We present a new version of a dynamical spectral model for Large Eddy Simulation based on the Eddy Damped Quasi Normal Markovian approximation \cite{sao,chollet_lesieur}. Three distinct modifications are implemented and tested. On the one hand, whereas in current approaches, a Kolmogorov-like energy spectrum is usually assumed in order to evaluate the nonlocal transfer, in our method the energy spectrum of the subgrid scales adapts itself dynamically to the large-scale resolved spectrum; this first modification allows in particular for a better treatment of transient phases and instabilities, as shown on one specific example. Moreover, the model takes into account the phase relationships of the small-scales, embodied for example in strong localized structures such as vortex filaments. To that effect, phase information is implemented in the treatment of the so-called eddy noise in the closure model. Finally, we also consider the role that helical small scales may play in the evaluation of the transfer of energy and helicity, the two invariants of the primitive equations in the inviscid case; this leads as well to intrinsic variations in the development of helicity spectra. Therefore, our model allows for simulations of flows for a variety of circumstances and a priori at any given Reynolds number. Comparisons with Direct Numerical Simulations of the three-dimensional Navier-Stokes equation are performed on fluids driven by an ABC (Beltrami) flow which is a prototype of fully helical flows. Good agreements are obtained for physical and spectral behavior of the large scales.


💡 Research Summary

The paper introduces a novel Large‑Eddy Simulation (LES) framework built on the Eddy‑Damped Quasi‑Normal Markovian (EDQNM) closure, aiming to improve the representation of sub‑grid‑scale (SGS) dynamics in turbulent flows. Traditional spectral LES models usually assume a fixed Kolmogorov –5/3 energy spectrum for the unresolved scales when evaluating non‑local transfer terms. In contrast, the authors let the SGS energy spectrum evolve dynamically, matching the instantaneous large‑scale resolved spectrum. This adaptive approach enables the model to respond to rapid changes during transient phases, instabilities, or sudden spectral reorganizations, which are poorly captured by static‑spectrum closures.
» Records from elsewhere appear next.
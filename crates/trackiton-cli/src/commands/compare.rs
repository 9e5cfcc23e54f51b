use serde::Serialize;
use trackiton_core::{QuotePoint, Selection};

use crate::error::CliError;
use crate::output::{format_change, format_price, Table};

use super::{CommandResult, Context};

#[derive(Debug, Serialize)]
struct ComparisonSeries<'a> {
    symbol: &'a str,
    points: &'a [QuotePoint],
}

#[derive(Debug, Serialize)]
struct ComparisonData<'a> {
    selected: &'a [String],
    labels: Vec<&'a str>,
    series: Vec<ComparisonSeries<'a>>,
}

pub async fn run(context: &Context) -> Result<CommandResult, CliError> {
    let store = context.dashboard.ledger().inner();
    let selection = Selection::load(store, context.config.symbols.iter().cloned()).await;
    let records = context
        .dashboard
        .stored()
        .await
        .map(|ledger| ledger.into_records())
        .unwrap_or_default();

    let selected = selection.filter(&records);
    // Labels come from the first record, as every series shares the interval.
    let labels: Vec<&str> = records
        .first()
        .map(|record| record.series().iter().map(|point| point.timestamp.as_str()).collect())
        .unwrap_or_default();

    let mut table = Table::new(vec!["SYMBOL", "FIRST", "LAST", "CHANGE"]);
    for record in &selected {
        table = table.row(vec![
            record.symbol().to_owned(),
            format_price(record.first().price),
            format_price(record.last().price),
            format_change(record.change(), record.change_percent()),
        ]);
    }
    if records.is_empty() {
        table = table.footer("No stored data; run `trackiton load` first.");
    }
    table = table.footer(format!("Selected: {}", selection.symbols().join(", ")));

    let data = ComparisonData {
        selected: selection.symbols(),
        labels,
        series: selected
            .iter()
            .map(|record| ComparisonSeries {
                symbol: record.symbol(),
                points: record.series(),
            })
            .collect(),
    };

    Ok(CommandResult::ok(serde_json::to_value(&data)?, table))
}
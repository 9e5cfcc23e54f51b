//! Injected wall clock, so schedule and TTL decisions are testable.

use std::sync::{Arc, Mutex, PoisonError};

use time::Duration;

use crate::UtcDateTime;

/// Source of the current UTC instant.
pub trait Clock: Send + Sync {
    fn now(&self) -> UtcDateTime;
}

/// Clock backed by the system time.
#[derive(Debug, Clone, Copy, Default)]
pub struct SystemClock;

impl Clock for SystemClock {
    fn now(&self) -> UtcDateTime {
        UtcDateTime::now()
    }
}

/// Manually driven clock. Clones share the same instant.
#[derive(Debug, Clone)]
pub struct ManualClock {
    now: Arc<Mutex<UtcDateTime>>,
}

impl ManualClock {
    pub fn new(start: UtcDateTime) -> Self {
        Self {
            now: Arc::new(Mutex::new(start)),
        }
    }

    pub fn set(&self, instant: UtcDateTime) {
        *self.now.lock().unwrap_or_else(PoisonError::into_inner) = instant;
    }

    /// Moves the clock forward; an overflowing step leaves the clock unchanged.
    pub fn advance(&self, step: Duration) {
        let mut now = self.now.lock().unwrap_or_else(PoisonError::into_inner);
        if let Some(next) = now.checked_add(step) {
            *now = next;
        }
    }
}

impl Clock for ManualClock {
    fn now(&self) -> UtcDateTime {
        *self.now.lock().unwrap_or_else(PoisonError::into_inner)
    }
}
use serde_json::json;
use trackiton_core::Selection;

use crate::cli::SelectArgs;
use crate::error::CliError;
use crate::output::Table;

use super::{CommandResult, Context};

pub async fn run(args: &SelectArgs, context: &Context) -> Result<CommandResult, CliError> {
    let store = context.dashboard.ledger().inner();
    let mut selection = Selection::load(store, context.config.symbols.iter().cloned()).await;

    let symbol = args.symbol.trim();
    let selected = selection.toggle(symbol);
    selection.save(store).await?;

    let action = if selected { "added" } else { "removed" };
    let table = Table::default()
        .footer(format!("{symbol} {action}"))
        .footer(format!("Selected: {}", selection.symbols().join(", ")));
    let data = json!({
        "symbol": symbol,
        "selected": selected,
        "selection": selection.symbols(),
    });

    Ok(CommandResult::ok(data, table))
}
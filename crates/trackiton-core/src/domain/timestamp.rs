use std::fmt::{Display, Formatter};

use serde::de::Error as DeError;
use serde::ser::Error as SerError;
use serde::{Deserialize, Deserializer, Serialize, Serializer};
use time::format_description::well_known::Rfc3339;
use time::macros::format_description;
use time::{Date, Duration, OffsetDateTime, PrimitiveDateTime, Time, UtcOffset};

use crate::ValidationError;

/// RFC3339 timestamp guaranteed to be UTC.
#[derive(Debug, Clone, Copy, PartialEq, Eq, PartialOrd, Ord, Hash)]
pub struct UtcDateTime(OffsetDateTime);

impl UtcDateTime {
    pub fn now() -> Self {
        Self(OffsetDateTime::now_utc())
    }

    pub fn parse(input: &str) -> Result<Self, ValidationError> {
        let parsed = OffsetDateTime::parse(input, &Rfc3339).map_err(|_| {
            ValidationError::TimestampNotUtc {
                value: input.to_owned(),
            }
        })?;

        Self::from_offset_datetime(parsed).map_err(|_| ValidationError::TimestampNotUtc {
            value: input.to_owned(),
        })
    }

    pub fn from_offset_datetime(value: OffsetDateTime) -> Result<Self, ValidationError> {
        if value.offset() != UtcOffset::UTC {
            return Err(ValidationError::TimestampNotUtc {
                value: value
                    .format(&Rfc3339)
                    .unwrap_or_else(|_| String::from("<unformattable>")),
            });
        }

        Ok(Self(value))
    }

    /// Builds the instant at `time` on the UTC calendar day `date`.
    pub fn at(date: Date, time: Time) -> Self {
        Self(PrimitiveDateTime::new(date, time).assume_utc())
    }

    /// Milliseconds since the Unix epoch, the representation used by the legacy timestamp key.
    pub fn from_unix_millis(millis: i64) -> Result<Self, ValidationError> {
        let nanos = i128::from(millis) * 1_000_000;
        OffsetDateTime::from_unix_timestamp_nanos(nanos)
            .map(Self)
            .map_err(|_| ValidationError::TimestampNotUtc {
                value: millis.to_string(),
            })
    }

    pub fn into_inner(self) -> OffsetDateTime {
        self.0
    }

    pub fn date(self) -> Date {
        self.0.date()
    }

    pub fn time(self) -> Time {
        self.0.time()
    }

    pub fn checked_add(self, duration: Duration) -> Option<Self> {
        self.0.checked_add(duration).map(Self)
    }

    pub fn format_rfc3339(self) -> String {
        self.0
            .format(&Rfc3339)
            .unwrap_or_else(|_| self.0.unix_timestamp().to_string())
    }
}

/// Parses a series timestamp as the upstream API writes it.
///
/// Accepts `YYYY-MM-DD HH:MM:SS`, its minute and date-only variants (all read
/// as UTC), and RFC3339. Fields must be zero padded.
pub fn parse_series_timestamp(raw: &str) -> Option<OffsetDateTime> {
    let raw = raw.trim();
    let seconds = format_description!("[year]-[month]-[day] [hour]:[minute]:[second]");
    let minutes = format_description!("[year]-[month]-[day] [hour]:[minute]");
    let day = format_description!("[year]-[month]-[day]");

    PrimitiveDateTime::parse(raw, seconds)
        .or_else(|_| PrimitiveDateTime::parse(raw, minutes))
        .map(PrimitiveDateTime::assume_utc)
        .or_else(|_| Date::parse(raw, day).map(|date| PrimitiveDateTime::new(date, Time::MIDNIGHT).assume_utc()))
        .or_else(|_| OffsetDateTime::parse(raw, &Rfc3339))
        .ok()
}

impl Display for UtcDateTime {
    fn fmt(&self, f: &mut Formatter<'_>) -> std::fmt::Result {
        f.write_str(&self.format_rfc3339())
    }
}

impl Serialize for UtcDateTime {
    fn serialize<S>(&self, serializer: S) -> Result<S::Ok, S::Error>
    where
        S: Serializer,
    {
        let formatted = self.0.format(&Rfc3339).map_err(S::Error::custom)?;
        serializer.serialize_str(&formatted)
    }
}

impl<'de> Deserialize<'de> for UtcDateTime {
    fn deserialize<D>(deserializer: D) -> Result<Self, D::Error>
    where
        D: Deserializer<'de>,
    {
        let value = String::deserialize(deserializer)?;
        Self::parse(&value).map_err(D::Error::custom)
    }
}
use serde_json::json;

use crate::cli::ShowArgs;
use crate::error::CliError;
use crate::output::Table;

use super::{cards_table, CommandResult, Context};

pub async fn run(args: &ShowArgs, context: &Context) -> Result<CommandResult, CliError> {
    let Some(ledger) = context.dashboard.stored().await else {
        let table = Table::default().footer("No stored data; run `trackiton load` first.");
        return Ok(CommandResult::ok(json!({ "records": [], "fetchedAt": null }), table));
    };

    let mut state = context.dashboard.stored_state(ledger);
    if !args.symbols.is_empty() {
        state
            .records
            .retain(|record| args.symbols.iter().any(|symbol| symbol == record.symbol()));
    }

    let table = cards_table(&state);
    Ok(CommandResult::ok(serde_json::to_value(&state)?, table))
}

#[cfg(test)]
mod tests {
    use trackiton_core::ScriptedHttpClient;

    use super::*;
    use crate::commands::test_support::{context, context_for, SERIES};

    #[tokio::test]
    async fn show_without_ledger_does_not_fetch() {
        let temp = tempfile::tempdir().expect("tempdir");
        let context = context(temp.path(), ScriptedHttpClient::new());

        let result = run(&ShowArgs { symbols: Vec::new() }, &context).await.expect("show");

        assert_eq!(result.data["records"], json!([]));
        assert_eq!(result.table.footer, vec!["No stored data; run `trackiton load` first."]);
    }

    #[tokio::test]
    async fn show_filters_by_symbol() {
        let temp = tempfile::tempdir().expect("tempdir");
        let client = ScriptedHttpClient::new()
            .respond("symbol=AAPL", SERIES)
            .respond("symbol=JPM", SERIES);
        let context = context_for(temp.path(), client, &["AAPL", "JPM"]);
        context.dashboard.refresh().await.expect("refresh");

        let args = ShowArgs {
            symbols: vec![String::from("JPM")],
        };
        let result = run(&args, &context).await.expect("show");

        assert_eq!(result.data["records"].as_array().map(Vec::len), Some(1));
        assert_eq!(result.data["records"][0]["symbol"], "JPM");
    }
}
A second innovation concerns the treatment of “eddy noise.” Conventional closures treat the phase of Fourier modes as random, ignoring coherent structures such as vortex filaments that are characterized by strong phase correlations. The authors embed phase‑information into the eddy‑noise term, thereby preserving the influence of localized, highly organized small‑scale structures on the overall energy transfer. This modification yields a more realistic representation of non‑linear interactions among unresolved modes.

The third and perhaps most original contribution is the explicit inclusion of helicity dynamics. In the inviscid limit, the Navier‑Stokes equations conserve both kinetic energy and kinetic helicity. Existing LES models typically focus on energy alone, relegating helicity to a secondary role or neglecting it entirely. Here, the helicity spectrum is evolved alongside the energy spectrum, and its impact on the transfer of both invariants is incorporated into the EDQNM transfer kernel. This dual‑invariant treatment allows the model to capture helicity‑driven spectral features, such as inverse cascades or helicity‑biased forward transfers, that are especially prominent in fully helical flows.
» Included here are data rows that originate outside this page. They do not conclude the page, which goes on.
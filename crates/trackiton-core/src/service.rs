//! Per-symbol fetching and sequential batch refreshes.

use std::sync::Arc;

use tracing::{debug, info, warn};

use crate::api::ApiRequest;
use crate::cache::QuoteCache;
use crate::clock::Clock;
use crate::config::TrackerConfig;
use crate::fetcher::BackoffFetcher;
use crate::http_client::HttpClient;
use crate::normalize::{company_name, normalize_with_interval};
use crate::{FetchError, StockRecord};

/// A symbol skipped during a batch, with the reason.
#[derive(Debug, Clone, PartialEq)]
pub struct SymbolFailure {
    pub symbol: String,
    pub error: FetchError,
}

/// Result of one pass over a symbol list: whatever succeeded plus per-symbol failures.
#[derive(Debug, Clone, Default, PartialEq)]
pub struct BatchOutcome {
    pub records: Vec<StockRecord>,
    pub failures: Vec<SymbolFailure>,
}

impl BatchOutcome {
    pub fn is_empty(&self) -> bool {
        self.records.is_empty()
    }
}

/// Fetches normalized records from the upstream API through the backoff
/// fetcher and the in-memory cache.
#[derive(Clone)]
pub struct StockService {
    config: TrackerConfig,
    fetcher: BackoffFetcher,
    cache: QuoteCache,
}

impl StockService {
    pub fn new(config: TrackerConfig, http_client: Arc<dyn HttpClient>, clock: Arc<dyn Clock>) -> Self {
        let fetcher = BackoffFetcher::new(http_client, config.retry)
            .with_timeout_ms(config.request_timeout_ms);
        let ttl = time::Duration::try_from(config.cache_ttl).unwrap_or(time::Duration::ZERO);
        let cache = QuoteCache::new(ttl, clock);

        Self {
            config,
            fetcher,
            cache,
        }
    }

    pub fn config(&self) -> &TrackerConfig {
        &self.config
    }

    pub fn cache(&self) -> &QuoteCache {
        &self.cache
    }

    /// Fetches and normalizes one symbol, serving a fresh cache entry when present.
    ///
    /// # Errors
    ///
    /// [`FetchError::ConfigMissing`] is returned before any request when no API
    /// key is configured; otherwise fetch and normalization errors propagate.
    pub async fn fetch_stock(&self, symbol: &str) -> Result<StockRecord, FetchError> {
        self.fetch_stock_tracked(symbol).await.map(|(record, _)| record)
    }

    /// Like [`fetch_stock`](Self::fetch_stock), also reporting whether upstream was called.
    async fn fetch_stock_tracked(&self, symbol: &str) -> Result<(StockRecord, bool), FetchError> {
        let api_key = self.config.require_api_key()?;

        if let Some(cached) = self.cache.get(symbol).await {
            debug!(symbol, "using cached record");
            return Ok((cached, false));
        }

        info!(symbol, "fetching intraday series");
        let url = ApiRequest::intraday(symbol, self.config.interval).url(&self.config.base_url, api_key);
        let payload = self.fetcher.fetch(&url).await?;
        let mut record = normalize_with_interval(symbol, &payload, self.config.interval)?;

        if self.config.resolve_names && record.name() == symbol {
            if let Some(name) = self.resolve_name(symbol, api_key).await {
                record = record.with_name(name);
            }
        }

        self.cache.put(record.clone()).await;
        Ok((record, true))
    }

    async fn resolve_name(&self, symbol: &str, api_key: &str) -> Option<String> {
        let url = ApiRequest::overview(symbol).url(&self.config.base_url, api_key);
        match self.fetcher.fetch(&url).await {
            Ok(payload) => company_name(&payload),
            Err(error) => {
                warn!(symbol, %error, "company name lookup failed, keeping symbol as name");
                None
            }
        }
    }

    /// Fetches `symbols` one after another, pausing `symbol_delay` after every
    /// symbol freshly fetched from upstream, except the last one.
    ///
    /// Per-symbol failures are logged and collected; only a fatal error such as
    /// [`FetchError::ConfigMissing`] aborts the batch.
    pub async fn fetch_many(&self, symbols: &[String]) -> Result<BatchOutcome, FetchError> {
        info!(count = symbols.len(), "starting batch fetch");
        let mut outcome = BatchOutcome::default();

        for (index, symbol) in symbols.iter().enumerate() {
            let called_upstream = match self.fetch_stock_tracked(symbol).await {
                Ok((record, called_upstream)) => {
                    outcome.records.push(record);
                    called_upstream
                }
                Err(error) if error.is_fatal() => return Err(error),
                Err(error) => {
                    warn!(symbol = %symbol, %error, "skipping symbol");
                    outcome.failures.push(SymbolFailure {
                        symbol: symbol.clone(),
                        error,
                    });
                    false
                }
            };

            let is_last = index + 1 == symbols.len();
            if called_upstream && !is_last && !self.config.symbol_delay.is_zero() {
                tokio::time::sleep(self.config.symbol_delay).await;
            }
        }

        info!(
            fetched = outcome.records.len(),
            failed = outcome.failures.len(),
            "batch fetch finished"
        );
        Ok(outcome)
    }
}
To validate the methodology, the authors perform direct numerical simulations (DNS) of the three‑dimensional Navier‑Stokes equations forced by an Arnold‑Beltrami‑Childress (ABC) flow, a canonical example of a maximally helical forcing. The DNS data serve as a benchmark for the LES model. Results show that the new LES reproduces the large‑scale kinetic energy spectrum, helicity spectrum, and transfer rates with high fidelity. Notably, during early‑time transients when the flow rapidly reorganizes, the adaptive SGS spectrum captures the steepening and subsequent relaxation of the spectra far better than a fixed‑Kolmogorov model. Moreover, the phase‑aware eddy‑noise term improves the representation of intermittent, filamentary structures, as evidenced by closer agreement in higher‑order statistics and visualizations of vorticity fields.

Overall, the study demonstrates that a dynamically adaptive SGS spectrum, combined with phase‑aware noise modeling and explicit helicity dynamics, can substantially enhance LES accuracy for a broad class of turbulent flows, especially those with strong helicity or rapid spectral evolution. The authors argue that the approach is Reynolds‑number agnostic, offering a pathway to affordable high‑Re simulations without sacrificing essential physics. They also discuss potential extensions, such as incorporating complex boundary conditions, multi‑phase effects, or coupling with wall‑modeling strategies, and suggest that the method could be translated from spectral to physical‑space implementations with appropriate parallelization techniques.

In conclusion, the paper provides a compelling case that moving beyond static spectral assumptions and embracing the full vectorial nature of turbulence—through adaptive spectra, phase coherence, and helicity conservation—yields a more robust and physically faithful LES framework.